Es spielen mit: ein paar Extraterristrische, ein Praktikant von der Erde und Victor Hugo, den sie angeheuert haben. Es lässt  sich unschwer voraussagen, dass da Welten aufeinander prallen. Und schon in den ersten Lektionen werden wesentliche (Vor-)Urteile über die Franzosen und das Savoir vivre bedient.

 

Besonders witzig für mich: der Streik, ja der Aufstand, als in der extraterristrischen Kantine das Fehlen des Senfs festgestellt wird.

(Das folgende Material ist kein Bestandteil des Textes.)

//! System endpoints: health check.

use axum::http::StatusCode;
use axum::response::IntoResponse;
use axum::routing::get;
use axum::{Json, Router};
use chrono::Utc;
use serde::Serialize;
use utoipa::ToSchema;

use crate::app_state::AppState;

/// Health check response.
#[derive(Debug, Serialize, ToSchema)]
struct HealthResponse {
    status: String,
    timestamp: String,
    version: String,
}

/// `GET /health` — Service health status.
#[utoipa::path(
    get,
    path = "/health",
    tag = "System",
    summary = "Health check",
    description = "Returns service health status, version, and current timestamp.",
    responses(
        (status = 200, description = "Service is healthy", body = HealthResponse),
    )
)]
pub async fn health_handler() -> impl IntoResponse {
    (
        StatusCode::OK,
        Json(HealthResponse {
            status: "healthy".to_string(),
            timestamp: Utc::now().to_rfc3339(),
            version: env!("CARGO_PKG_VERSION").to_string(),
        }),
    )
}

/// System routes mounted at the root level (not under /api/v1).
pub fn routes() -> Router<AppState> {
    Router::new().route("/health", get(health_handler))
}
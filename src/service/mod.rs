//! Service layer: business logic orchestration.
//!
//! [`BookingService`] validates requests and drives the reserve and
//! cancel protocols against the injected [`crate::ledger::ReservationLedger`].

pub mod booking_service;

pub use booking_service::BookingService;
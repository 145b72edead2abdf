//! Seat-map DTOs.

use serde::Serialize;
use utoipa::ToSchema;

use crate::domain::SeatId;

/// Response body for `GET /showtimes/:id/seats`.
///
/// Carries everything a client needs to render the seat grid: the grid
/// shape and the currently booked seat ids. The snapshot may be stale by
/// the time the user confirms; the commit path re-checks.
#[derive(Debug, Serialize, ToSchema)]
pub struct SeatMapResponse {
    /// Showtime the map belongs to.
    pub showtime_id: uuid::Uuid,
    /// Number of rows in the grid (rows are lettered from `A`).
    pub rows: u8,
    /// Number of columns in the grid (numbered from 1).
    pub cols: u8,
    /// Booked seat ids in grid order.
    pub booked_seats: Vec<String>,
    /// Seats still available (= rows × cols − booked).
    pub available: u16,
}

impl SeatMapResponse {
    /// Builds a seat map response from a derived booked-seat set.
    #[must_use]
    pub fn new(showtime_id: uuid::Uuid, booked: &std::collections::BTreeSet<SeatId>) -> Self {
        let booked_count = u16::try_from(booked.len()).unwrap_or(SeatId::CAPACITY);
        Self {
            showtime_id,
            rows: SeatId::ROWS,
            cols: SeatId::COLS,
            booked_seats: booked.iter().map(ToString::to_string).collect(),
            available: SeatId::CAPACITY.saturating_sub(booked_count),
        }
    }
}
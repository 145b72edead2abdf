//! REST API layer: route handlers, DTOs, and router composition.
//!
//! All resource endpoints are mounted under `/api/v1`.

pub mod dto;
pub mod handlers;

use axum::Router;

use crate::app_state::AppState;

/// Builds the complete API router with all REST endpoints.
pub fn build_router() -> Router<AppState> {
    Router::new()
        .nest("/api/v1", handlers::routes())
        .merge(handlers::system::routes())
}
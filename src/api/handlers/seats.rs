//! Seat-map endpoint handler.

use axum::extract::{Path, State};
use axum::response::IntoResponse;
use axum::routing::get;
use axum::{Json, Router};

use crate::api::dto::SeatMapResponse;
use crate::app_state::AppState;
use crate::domain::ShowtimeId;
use crate::error::{ErrorResponse, ReservationError};

/// `GET /showtimes/:id/seats` — Current seat map for a showtime.
///
/// # Errors
///
/// Returns [`ReservationError::Storage`] if the ledger is unreachable.
#[utoipa::path(
    get,
    path = "/api/v1/showtimes/{id}/seats",
    tag = "Seats",
    summary = "Get the seat map",
    description = "Returns the grid shape and the currently booked seat ids for a \
                   showtime. A snapshot for display only: the reserve endpoint \
                   re-derives availability atomically at commit time.",
    params(
        ("id" = uuid::Uuid, Path, description = "Showtime UUID"),
    ),
    responses(
        (status = 200, description = "Seat map", body = SeatMapResponse),
        (status = 500, description = "Ledger unreachable", body = ErrorResponse),
    )
)]
pub async fn get_seat_map(
    State(state): State<AppState>,
    Path(id): Path<uuid::Uuid>,
) -> Result<impl IntoResponse, ReservationError> {
    let booked = state
        .booking_service
        .booked_seats(ShowtimeId::from_uuid(id))
        .await?;

    Ok(Json(SeatMapResponse::new(id, &booked)))
}

/// Seat routes mounted under `/api/v1`.
pub fn routes() -> Router<AppState> {
    Router::new().route("/showtimes/{id}/seats", get(get_seat_map))
}
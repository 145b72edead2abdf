//! Booking service: validation and orchestration of the reserve and
//! cancel protocols.

use std::collections::BTreeSet;
use std::sync::Arc;

use crate::domain::{Booking, BookingId, SeatId, ShowtimeId, UserId};
use crate::error::ReservationError;
use crate::ledger::ReservationLedger;

/// Orchestration layer for all reservation operations.
///
/// Stateless coordinator over an injected [`ReservationLedger`]. Request
/// validation happens here, before any ledger access; the atomic
/// check-and-commit itself is the ledger's responsibility so the
/// guarantee holds regardless of how many service instances exist.
#[derive(Debug, Clone)]
pub struct BookingService {
    ledger: Arc<dyn ReservationLedger>,
}

impl BookingService {
    /// Creates a new `BookingService` over the given ledger.
    #[must_use]
    pub fn new(ledger: Arc<dyn ReservationLedger>) -> Self {
        Self { ledger }
    }

    /// Reserves `seats` for `user_id` on the given showtime.
    ///
    /// The seat list is deduplicated preserving first occurrence; the
    /// booking total is `seat count × price_per_seat`, computed here and
    /// never recomputed. On contention the whole request is rejected —
    /// a partial win is never granted — and the error names exactly the
    /// contested seats so the caller can prune them and re-submit.
    ///
    /// # Errors
    ///
    /// Returns [`ReservationError::EmptySelection`] or
    /// [`ReservationError::InvalidPrice`] before any ledger access,
    /// [`ReservationError::SeatConflict`] on contention, and
    /// [`ReservationError::Storage`] on infrastructure failure.
    pub async fn reserve(
        &self,
        showtime_id: ShowtimeId,
        seats: Vec<SeatId>,
        user_id: UserId,
        price_per_seat: i64,
    ) -> Result<Booking, ReservationError> {
        if seats.is_empty() {
            return Err(ReservationError::EmptySelection);
        }
        if price_per_seat < 0 {
            return Err(ReservationError::InvalidPrice(price_per_seat));
        }

        let seats = dedup_preserving_order(seats);
        let seat_count = i64::try_from(seats.len())
            .map_err(|_| ReservationError::Internal("seat count overflow".to_string()))?;
        let total = seat_count.saturating_mul(price_per_seat);

        let booking = Booking::confirmed(user_id, showtime_id, seats, total);
        self.ledger.commit_booking(&booking).await?;

        tracing::info!(
            booking_id = %booking.id,
            %showtime_id,
            seats = booking.seats.len(),
            total = booking.total_amount,
            "booking confirmed"
        );
        Ok(booking)
    }

    /// Cancels a booking on behalf of `requester`, releasing its seats
    /// for re-booking.
    ///
    /// # Errors
    ///
    /// Returns [`ReservationError::BookingNotFound`],
    /// [`ReservationError::NotBookingOwner`],
    /// [`ReservationError::AlreadyCancelled`], or
    /// [`ReservationError::Storage`].
    pub async fn cancel(
        &self,
        booking_id: BookingId,
        requester: UserId,
    ) -> Result<Booking, ReservationError> {
        let booking = self.ledger.cancel_booking(booking_id, requester).await?;
        tracing::info!(
            %booking_id,
            showtime_id = %booking.showtime_id,
            seats = booking.seats.len(),
            "booking cancelled"
        );
        Ok(booking)
    }

    /// Returns the currently booked seats for a showtime, for rendering
    /// a seat grid. The snapshot may be superseded by the fresh check
    /// the commit path performs.
    ///
    /// # Errors
    ///
    /// Returns [`ReservationError::Storage`] if the ledger is unreachable.
    pub async fn booked_seats(
        &self,
        showtime_id: ShowtimeId,
    ) -> Result<BTreeSet<SeatId>, ReservationError> {
        self.ledger.booked_seats(showtime_id).await
    }

    /// Returns a booking by id, if it exists.
    ///
    /// # Errors
    ///
    /// Returns [`ReservationError::Storage`] if the ledger is unreachable.
    pub async fn find_booking(
        &self,
        booking_id: BookingId,
    ) -> Result<Option<Booking>, ReservationError> {
        self.ledger.find_booking(booking_id).await
    }

    /// Returns all of a user's bookings, newest first.
    ///
    /// # Errors
    ///
    /// Returns [`ReservationError::Storage`] if the ledger is unreachable.
    pub async fn bookings_for_user(
        &self,
        user_id: UserId,
    ) -> Result<Vec<Booking>, ReservationError> {
        self.ledger.bookings_for_user(user_id).await
    }
}

/// Collapses duplicate seats, keeping the first occurrence's position.
fn dedup_preserving_order(seats: Vec<SeatId>) -> Vec<SeatId> {
    let mut seen = BTreeSet::new();
    seats.into_iter().filter(|s| seen.insert(*s)).collect()
}
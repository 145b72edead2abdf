//! REST endpoint handlers organized by resource.

pub mod bookings;
pub mod seats;
pub mod system;

use axum::Router;

use crate::app_state::AppState;

/// Composes all resource routes under `/api/v1`.
pub fn routes() -> Router<AppState> {
    Router::new().merge(bookings::routes()).merge(seats::routes())
}
//! boxoffice-gateway server entry point.
//!
//! Starts the Axum HTTP server backed by the PostgreSQL ledger.

use std::sync::Arc;
use std::time::Duration;

use axum::Router;
use sqlx::postgres::PgPoolOptions;
use tower_http::cors::CorsLayer;
use tower_http::trace::TraceLayer;
use tracing_subscriber::EnvFilter;

use boxoffice_gateway::api;
use boxoffice_gateway::app_state::AppState;
use boxoffice_gateway::config::BoxOfficeConfig;
use boxoffice_gateway::ledger::PostgresLedger;
use boxoffice_gateway::service::BookingService;

#[tokio::main]
async fn main() -> Result<(), Box<dyn std::error::Error>> {
    // Initialize tracing
    tracing_subscriber::fmt()
        .with_env_filter(
            EnvFilter::try_from_default_env().unwrap_or_else(|_| EnvFilter::new("info")),
        )
        .init();

    // Load configuration
    let config = BoxOfficeConfig::from_env()?;
    tracing::info!(addr = %config.listen_addr, "starting boxoffice-gateway");

    // Connect to PostgreSQL and apply migrations
    let pool = PgPoolOptions::new()
        .max_connections(config.database_max_connections)
        .min_connections(config.database_min_connections)
        .acquire_timeout(Duration::from_secs(config.database_connect_timeout_secs))
        .connect(&config.database_url)
        .await?;
    sqlx::migrate!("./migrations").run(&pool).await?;

    // Build service layer over the constraint-enforcing ledger
    let ledger = Arc::new(PostgresLedger::new(pool));
    let booking_service = Arc::new(BookingService::new(ledger));

    // Build application state
    let app_state = AppState { booking_service };

    // Build router
    let app = Router::new()
        .merge(api::build_router())
        .layer(TraceLayer::new_for_http())
        .layer(CorsLayer::permissive())
        .with_state(app_state);

    // Start server
    let listener = tokio::net::TcpListener::bind(config.listen_addr).await?;
    tracing::info!(addr = %config.listen_addr, "server listening");

    axum::serve(listener, app).await?;

    Ok(())
}
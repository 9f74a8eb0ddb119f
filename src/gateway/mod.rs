//! Signup and login flows over the identity provider.
//!
//! Each call is a single pass with no retries. Signup runs three provider
//! steps (create account, upsert profile, sign in) without atomicity: a
//! failure after account creation leaves the account in place. Every step is
//! logged with the synthetic email so orphaned accounts can be reconciled by
//! hand.

pub mod email;
mod error;

pub use email::{DEFAULT_EMAIL_DOMAIN, normalize_username, synthetic_email};
pub use error::{GatewayError, Operation};

use crate::provider::{AdminClient, Profile, ProviderError, PublicClient, Session};
use tracing::{error, info, instrument, warn};

/// Login scans a single page of accounts; larger user bases are not fully
/// covered by the unconfirmed-email repair.
const LOOKUP_PAGE: u32 = 1;
const LOOKUP_PER_PAGE: u32 = 1000;

/// Username/password pair received with a request. Never persisted.
pub struct Credentials {
    username: String,
    password: String,
}

impl Credentials {
    /// Both fields must be present and non-empty.
    ///
    /// # Errors
    /// Returns [`GatewayError::MissingCredentials`] otherwise.
    pub fn new(username: Option<String>, password: Option<String>) -> Result<Self, GatewayError> {
        match (username, password) {
            (Some(username), Some(password)) if !username.is_empty() && !password.is_empty() => {
                Ok(Self { username, password })
            }
            _ => Err(GatewayError::MissingCredentials),
        }
    }

    #[must_use]
    pub fn username(&self) -> &str {
        &self.username
    }
}

impl std::fmt::Debug for Credentials {
    fn fmt(&self, f: &mut std::fmt::Formatter<'_>) -> std::fmt::Result {
        f.debug_struct("Credentials")
            .field("username", &self.username)
            .field("password", &"***")
            .finish()
    }
}

/// Request-handling core holding the two provider clients.
#[derive(Clone, Debug)]
pub struct Gateway {
    admin: AdminClient,
    public: PublicClient,
    email_domain: String,
}

impl Gateway {
    #[must_use]
    pub fn new(admin: AdminClient, public: PublicClient, email_domain: String) -> Self {
        Self {
            admin,
            public,
            email_domain,
        }
    }

    #[must_use]
    pub fn is_configured(&self) -> bool {
        self.admin.is_configured() && self.public.is_configured()
    }

    fn email_for(&self, credentials: &Credentials) -> Result<String, GatewayError> {
        synthetic_email(&credentials.username, &self.email_domain)
            .ok_or(GatewayError::InvalidUsername)
    }

    /// Create an account for `credentials` and sign it in.
    ///
    /// # Errors
    /// - [`GatewayError::InvalidUsername`] if the username normalizes to nothing.
    /// - [`GatewayError::SignupRejected`] with the provider's message if creation is refused.
    /// - [`GatewayError::PostSignupLoginFailed`] if the account exists but no session was issued.
    /// - [`GatewayError::UnexpectedFailure`] on transport or configuration problems.
    #[instrument(skip(self))]
    pub async fn signup(&self, credentials: &Credentials) -> Result<Session, GatewayError> {
        let email = self.email_for(credentials)?;

        let user = self
            .admin
            .create_user(&email, &credentials.password, &credentials.username)
            .await
            .map_err(|err| match err {
                ProviderError::Rejected { message, .. } => {
                    info!("signup rejected for {email}: {message}");
                    GatewayError::SignupRejected(message)
                }
                other => {
                    error!("Failed to create account for {email}: {other}");
                    GatewayError::UnexpectedFailure(Operation::Signup)
                }
            })?;

        info!("created account {} for {email}", user.id);

        // Best effort: the account already exists, a missing profile row does
        // not fail the signup.
        let profile = Profile::new(user.id.clone(), credentials.username.clone());
        if let Err(err) = self.admin.upsert_profile(&profile).await {
            warn!("Failed to upsert profile for {}: {err}", user.id);
        }

        match self
            .public
            .sign_in_with_password(&email, &credentials.password)
            .await
        {
            Ok(session) => {
                info!("signed in new account {}", user.id);
                Ok(session)
            }
            Err(err) => {
                error!(
                    "Account {} created but sign-in failed for {email}: {err}",
                    user.id
                );
                Err(GatewayError::PostSignupLoginFailed)
            }
        }
    }

    /// Sign in `credentials`, confirming the account's email first if needed.
    ///
    /// # Errors
    /// - [`GatewayError::InvalidUsername`] if the username normalizes to nothing.
    /// - [`GatewayError::InvalidCredentials`] for any failed sign-in attempt.
    /// - [`GatewayError::UnexpectedFailure`] if the public client is not configured.
    #[instrument(skip(self))]
    pub async fn login(&self, credentials: &Credentials) -> Result<Session, GatewayError> {
        let email = self.email_for(credentials)?;

        self.confirm_if_pending(&email).await;

        self.public
            .sign_in_with_password(&email, &credentials.password)
            .await
            .map_err(|err| match err {
                ProviderError::Unconfigured(_) => {
                    error!("Cannot sign in {email}: {err}");
                    GatewayError::UnexpectedFailure(Operation::Login)
                }
                ProviderError::Rejected { .. } | ProviderError::MissingSession => {
                    info!("login failed for {email}: {err}");
                    GatewayError::InvalidCredentials
                }
                ProviderError::Transport(_) | ProviderError::InvalidResponse(_) => {
                    error!("login failed for {email}: {err}");
                    GatewayError::InvalidCredentials
                }
            })
    }

    /// Accounts can end up unconfirmed through other paths; confirm before
    /// sign-in. Failures are logged and never block the login.
    async fn confirm_if_pending(&self, email: &str) {
        let users = match self.admin.list_users(LOOKUP_PAGE, LOOKUP_PER_PAGE).await {
            Ok(users) => users,
            Err(err) => {
                warn!("Failed to list accounts: {err}");
                return;
            }
        };

        let Some(existing) = users
            .into_iter()
            .find(|user| user.email.as_deref() == Some(email))
        else {
            return;
        };

        if existing.is_confirmed() {
            return;
        }

        match self.admin.confirm_email(&existing.id).await {
            Ok(()) => info!("confirmed pending email for account {}", existing.id),
            Err(err) => warn!("Failed to confirm account {}: {err}", existing.id),
        }
    }
}
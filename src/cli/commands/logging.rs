use clap::{Arg, ArgAction, Command, builder::ValueParser};
use tracing::Level;

pub const ARG_VERBOSITY: &str = "verbosity";
pub const ENV_LOG_LEVEL: &str = "CREDGATE_LOG_LEVEL";

// Index is the verbosity count.
const LEVEL_NAMES: [&str; 5] = ["error", "warn", "info", "debug", "trace"];
const MAX_VERBOSITY: u8 = 5;

/// Parse `CREDGATE_LOG_LEVEL`: either a level name or a count up to 5.
fn parse_level(value: &str) -> Result<u8, String> {
    let value = value.trim();
    if let Ok(count) = value.parse::<u8>() {
        return if count <= MAX_VERBOSITY {
            Ok(count)
        } else {
            Err(format!("verbosity {count} is above {MAX_VERBOSITY}"))
        };
    }

    let name = value.to_ascii_lowercase();
    LEVEL_NAMES
        .iter()
        .position(|level| *level == name)
        .and_then(|index| u8::try_from(index).ok())
        .ok_or_else(|| {
            format!(
                "unknown log level '{value}', expected one of: {}",
                LEVEL_NAMES.join(", ")
            )
        })
}

#[must_use]
pub fn validator_log_level() -> ValueParser {
    ValueParser::from(parse_level)
}

/// Tracing level for a verbosity count; `None` keeps the default (ERROR).
#[must_use]
pub const fn level_for(verbosity: u8) -> Option<Level> {
    match verbosity {
        0 => None,
        1 => Some(Level::WARN),
        2 => Some(Level::INFO),
        3 => Some(Level::DEBUG),
        _ => Some(Level::TRACE),
    }
}

#[must_use]
pub fn with_args(command: Command) -> Command {
    command.arg(
        Arg::new(ARG_VERBOSITY)
            .short('v')
            .long("verbose")
            .help("Verbosity level: ERROR, WARN, INFO, DEBUG, TRACE (default: ERROR)")
            .env(ENV_LOG_LEVEL)
            .global(true)
            .action(ArgAction::Count)
            .value_parser(validator_log_level()),
    )
}
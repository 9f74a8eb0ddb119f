//! # Credgate (Username/Password Gateway)
//!
//! `credgate` maps a username/password signup and login flow onto an
//! email-based identity provider (GoTrue/Supabase compatible).
//!
//! ## Synthetic Emails
//!
//! The provider only knows email accounts, so every username is normalized
//! (trimmed, lowercased, stripped to `[a-z0-9._-]`) and suffixed with a fixed
//! domain. A username that normalizes to nothing is rejected before any
//! provider call.
//!
//! ## Provider Access
//!
//! Two immutable clients are built at startup:
//!
//! - **Admin:** service-role key, used to create, list and confirm accounts and
//!   to upsert the `profiles` mirror.
//! - **Public:** anonymous key, used for password sign-in.
//!
//! Sessions returned by the provider are forwarded verbatim and never inspected.
//!
//! ## Failure Model
//!
//! Signup is a best-effort three-step sequence (create, upsert profile, sign in)
//! with no rollback. Login failures are deliberately generic (`401`) so callers
//! cannot probe which usernames exist.

pub mod api;
pub mod cli;
pub mod gateway;
pub mod provider;

#[allow(clippy::doc_markdown, clippy::needless_raw_string_hashes)]
pub mod built_info {
    include!(concat!(env!("OUT_DIR"), "/built.rs"));
}

/// Reported in place of the commit hash when built outside a git checkout.
pub const UNKNOWN_COMMIT: &str = "unknown";

pub const GIT_COMMIT_HASH: &str = match built_info::GIT_COMMIT_HASH {
    Some(hash) => hash,
    None => UNKNOWN_COMMIT,
};

pub const APP_USER_AGENT: &str = concat!(env!("CARGO_PKG_NAME"), "/", env!("CARGO_PKG_VERSION"));
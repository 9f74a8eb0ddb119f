use crate::{
    api,
    cli::globals::GlobalArgs,
    gateway::Gateway,
    provider::{AdminClient, PublicClient},
};
use anyhow::Result;
use std::path::PathBuf;
use tracing::{debug, warn};

#[derive(Debug)]
pub struct Args {
    pub port: u16,
    pub static_dir: PathBuf,
    pub email_domain: String,
    pub globals: GlobalArgs,
}

/// Build the provider clients and run the HTTP server.
///
/// Missing provider settings are reported but do not stop startup; requests
/// that need them fail at request time instead.
///
/// # Errors
/// Returns an error if a provided URL is invalid or the server fails to start.
pub async fn execute(args: Args) -> Result<()> {
    let missing = args.globals.missing();
    if !missing.is_empty() {
        warn!(
            "Missing provider settings: {}. Signup and login will fail until they are set",
            missing.join(", ")
        );
    }

    debug!("Global args: {:?}", args.globals);

    let GlobalArgs {
        provider_url,
        anon_key,
        service_role_key,
    } = args.globals;

    let admin = AdminClient::new(provider_url.as_deref(), service_role_key)?;
    let public = PublicClient::new(provider_url.as_deref(), anon_key)?;
    let gateway = Gateway::new(admin, public, args.email_domain);

    api::new(args.port, gateway, args.static_dir).await
}
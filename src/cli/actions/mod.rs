pub mod server;

mod run;

/// What the binary was asked to do once the command line is parsed.
#[derive(Debug)]
pub enum Action {
    /// Serve the gateway API and static files.
    Server(server::Args),
}

impl Action {
    /// # Errors
    /// Returns an error if the server cannot be built or stops with a failure.
    pub async fn execute(self) -> anyhow::Result<()> {
        run::execute(self).await
    }
}
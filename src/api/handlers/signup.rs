use super::{
    auth_response, credentials,
    types::{AuthResponse, CredentialsRequest, ErrorResponse},
};
use crate::gateway::{Gateway, GatewayError};
use axum::{
    Json,
    extract::{Extension, rejection::JsonRejection},
};
use std::sync::Arc;
use tracing::instrument;

#[utoipa::path(
    post,
    path = "/api/signup",
    request_body = CredentialsRequest,
    responses (
        (status = 200, description = "Account created and signed in", body = AuthResponse, content_type = "application/json"),
        (status = 400, description = "Missing credentials, invalid username, provider rejection, or sign-in after signup failed", body = ErrorResponse),
        (status = 413, description = "Request body over 6 MiB", body = ErrorResponse),
        (status = 500, description = "Unexpected failure", body = ErrorResponse),
    ),
    tag = "auth"
)]
#[instrument(skip(gateway, payload))]
pub async fn signup(
    gateway: Extension<Arc<Gateway>>,
    payload: Result<Json<CredentialsRequest>, JsonRejection>,
) -> Result<Json<AuthResponse>, GatewayError> {
    let credentials = credentials(payload)?;
    let session = gateway.signup(&credentials).await?;
    Ok(auth_response(session))
}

Bisher habe ich nämlich die Suche nach gutem Senf für eine Marotte des Gatten gehalten. Die geht bei ihm so weit, dass er zum Essen in seiner irdischen Kantine immer (!) eine Tube Senf mitnimmt. Den guten, französichen Senf natürlich. Jetzt lerne ich, dass diese Wertschätzung des Senf ganz offenbar in den französischen Genen verankert ist. Sein Fehlen kann die Verantwortlichen Kopf und Kragen kosten - "typisch französich" natürlich mit der "Kopf-ab-Maschine", der Guillotine.

 

Aber keine Sorge! Alles wird gut und es fließt kein Blut!